§ **ACTIVITY**
What lines in the data below mention the string "outgoing"? Copy them out.

§ **Collected data entries**
Start of Block

//! Outbound requests to the other side of a session.
//!
//! Every outbound request gets a fresh id and a pending slot. The session's
//! reader loop hands each inbound response to [`PeerHandle::complete`], which
//! wakes whichever caller owns that id. Nesting depth does not matter: a tool
//! handler awaiting a sampling reply holds only its own slot, so the reader
//! keeps running.

use serde::de::DeserializeOwned;
use serde_json::Value;
use std::collections::HashMap;
use std::sync::atomic::{AtomicBool, AtomicI64, Ordering};
use std::sync::Arc;
use std::time::Duration;
use tokio::sync::{mpsc, oneshot, Mutex};
use tracing::{debug, warn};

use crate::error::{Error, Result};
use crate::mcp::codec::Message;
use crate::mcp::protocol::{JsonRpcNotification, JsonRpcRequest, JsonRpcResponse, RequestId};

/// Default wait for a reply.
pub const DEFAULT_REQUEST_TIMEOUT: Duration = Duration::from_secs(60);

type PendingMap = HashMap<RequestId, oneshot::Sender<JsonRpcResponse>>;

struct PeerInner {
    outgoing: mpsc::Sender<Message>,
    pending: Mutex<PendingMap>,
    next_id: AtomicI64,
    timeout: Duration,
    closed: AtomicBool,
}

/// Cloneable handle for talking to the peer.
#[derive(Clone)]
pub struct PeerHandle {
    inner: Arc<PeerInner>,
}

impl PeerHandle {
    pub fn new(outgoing: mpsc::Sender<Message>, timeout: Duration) -> Self {
        Self {
            inner: Arc::new(PeerInner {
                outgoing,
                pending: Mutex::new(HashMap::new()),
                next_id: AtomicI64::new(1),
                timeout,
                closed: AtomicBool::new(false),
            }),
        }
    }

    pub fn timeout(&self) -> Duration {
        self.inner.timeout
    }

    /// Send a request and wait for its response.
    pub async fn request(&self, method: &str, params: Option<Value>) -> Result<Value> {
        self.request_with_timeout(method, params, self.inner.timeout)
            .await
    }

    /// Send a request and deserialize the result.
    pub async fn request_as<T: DeserializeOwned>(
        &self,
        method: &str,
        params: Option<Value>,
    ) -> Result<T> {
        let value = self.request(method, params).await?;
        serde_json::from_value(value).map_err(|e| {
            Error::MalformedMessage(format!("unexpected result shape for {}: {}", method, e))
        })
    }

    /// Send a request with an explicit timeout.
    pub async fn request_with_timeout(
        &self,
        method: &str,
        params: Option<Value>,
        timeout: Duration,
    ) -> Result<Value> {
        if self.inner.closed.load(Ordering::SeqCst) {
            return Err(Error::SessionClosed);
        }

        let id = RequestId::Number(self.inner.next_id.fetch_add(1, Ordering::SeqCst));
        let (tx, rx) = oneshot::channel();
        self.inner.pending.lock().await.insert(id.clone(), tx);

        debug!("Sending request {} ({})", method, id);
        let request = JsonRpcRequest::new(id.clone(), method, params);
        if self
            .inner
            .outgoing
            .send(Message::Request(request))
            .await
            .is_err()
        {
            self.inner.pending.lock().await.remove(&id);
            return Err(Error::SessionClosed);
        }

        match tokio::time::timeout(timeout, rx).await {
            Ok(Ok(response)) => response.into_result(),
            // Sender dropped by fail_all.
            Ok(Err(_)) => Err(Error::SessionClosed),
            Err(_) => {
                self.inner.pending.lock().await.remove(&id);
                warn!("Request {} ({}) timed out", method, id);
                Err(Error::Timeout {
                    method: method.to_string(),
                    seconds: timeout.as_secs(),
                })
            }
        }
    }

    /// Fire-and-forget notification.
    pub async fn notify(&self, method: &str, params: Option<Value>) -> Result<()> {
        self.inner
            .outgoing
            .send(Message::Notification(JsonRpcNotification::new(
                method, params,
            )))
            .await
            .map_err(|_| Error::SessionClosed)
    }

    /// Route an inbound response to its waiting caller.
    ///
    /// Returns `false` when nobody is waiting: the id is unknown, or the
    /// caller already gave up. Such responses are dropped.
    pub async fn complete(&self, response: JsonRpcResponse) -> bool {
        let Some(id) = response.id.clone() else {
            warn!(
                "Discarding response without id: {:?}",
                response.error.as_ref().map(|e| &e.message)
            );
            return false;
        };

        let sender = self.inner.pending.lock().await.remove(&id);
        match sender {
            Some(tx) => tx.send(response).is_ok(),
            None => {
                warn!("Discarding response for unknown or abandoned request {}", id);
                false
            }
        }
    }

    /// Number of requests still waiting for a reply.
    pub async fn pending_count(&self) -> usize {
        self.inner.pending.lock().await.len()
    }

    /// Fail every waiting caller with `SessionClosed` and refuse new requests.
    pub async fn fail_all(&self) {
        self.inner.closed.store(true, Ordering::SeqCst);
        let mut pending = self.inner.pending.lock().await;
        if !pending.is_empty() {
            debug!("Failing {} pending request(s)", pending.len());
        }
        pending.clear();
    }
}

#[cfg(test)]
mod tests {
    use super::*;
    use crate::error::ErrorKind;
    use serde_json::json;

    async fn next_request(rx: &mut mpsc::Receiver<Message>) -> JsonRpcRequest {
        match rx.recv().await.unwrap() {
            Message::Request(req) => req,
            other => panic!("expected request, got {:?}", other),
        }
    }

    #[tokio::test]
    async fn test_out_of_order_responses_reach_their_callers() {
        let (tx, mut rx) = mpsc::channel(10);
        let peer = PeerHandle::new(tx, Duration::from_secs(5));

        let first = tokio::spawn({
            let peer = peer.clone();
            async move { peer.request("first", None).await }
        });
        let req_a = next_request(&mut rx).await;
        let second = tokio::spawn({
            let peer = peer.clone();
            async move { peer.request("second", None).await }
        });
        let req_b = next_request(&mut rx).await;

        // Answer the second request first.
        assert!(
            peer.complete(JsonRpcResponse::success(req_b.id, json!({"answer": req_b.method})))
                .await
        );
        assert!(
            peer.complete(JsonRpcResponse::success(req_a.id, json!({"answer": req_a.method})))
                .await
        );

        assert_eq!(first.await.unwrap().unwrap()["answer"], "first");
        assert_eq!(second.await.unwrap().unwrap()["answer"], "second");
        assert_eq!(peer.pending_count().await, 0);
    }

    #[tokio::test]
    async fn test_timeout_then_late_response_is_discarded() {
        let (tx, mut rx) = mpsc::channel(10);
        let peer = PeerHandle::new(tx, Duration::from_millis(20));

        let err = peer.request("slow", None).await.unwrap_err();
        assert_eq!(err.kind(), ErrorKind::Timeout);
        assert_eq!(peer.pending_count().await, 0);

        let req = next_request(&mut rx).await;
        assert!(!peer.complete(JsonRpcResponse::success(req.id, json!({}))).await);
    }

    #[tokio::test]
    async fn test_error_response_keeps_kind() {
        let (tx, mut rx) = mpsc::channel(10);
        let peer = PeerHandle::new(tx, Duration::from_secs(5));

        let call = tokio::spawn({
            let peer = peer.clone();
            async move { peer.request("roots/list", None).await }
        });
        let req = next_request(&mut rx).await;
        peer.complete(JsonRpcResponse::failure(
            Some(req.id),
            Error::NotReady("roots/list".to_string()).to_rpc_error(),
        ))
        .await;

        assert_eq!(call.await.unwrap().unwrap_err().kind(), ErrorKind::NotReady);
    }

    #[tokio::test]
    async fn test_fail_all_wakes_waiters() {
        let (tx, mut rx) = mpsc::channel(10);
        let peer = PeerHandle::new(tx, Duration::from_secs(5));

        let call = tokio::spawn({
            let peer = peer.clone();
            async move { peer.request("ping", None).await }
        });
        next_request(&mut rx).await;
        peer.fail_all().await;

        assert_eq!(
            call.await.unwrap().unwrap_err().kind(),
            ErrorKind::SessionClosed
        );
        assert_eq!(
            peer.request("ping", None).await.unwrap_err().kind(),
            ErrorKind::SessionClosed
        );
    }

    #[tokio::test]
    async fn test_unknown_response_is_dropped() {
        let (tx, _rx) = mpsc::channel(10);
        let peer = PeerHandle::new(tx, Duration::from_secs(5));
        assert!(
            !peer
                .complete(JsonRpcResponse::success(RequestId::Number(99), json!({})))
                .await
        );
    }
}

End of Block

§ **RESPONSE TO THE TASK**
    outgoing: mpsc::Sender<Message>,
    pub fn new(outgoing: mpsc::Sender<Message>, timeout: Duration) -> Self {
                outgoing,
            .outgoing
            .outgoing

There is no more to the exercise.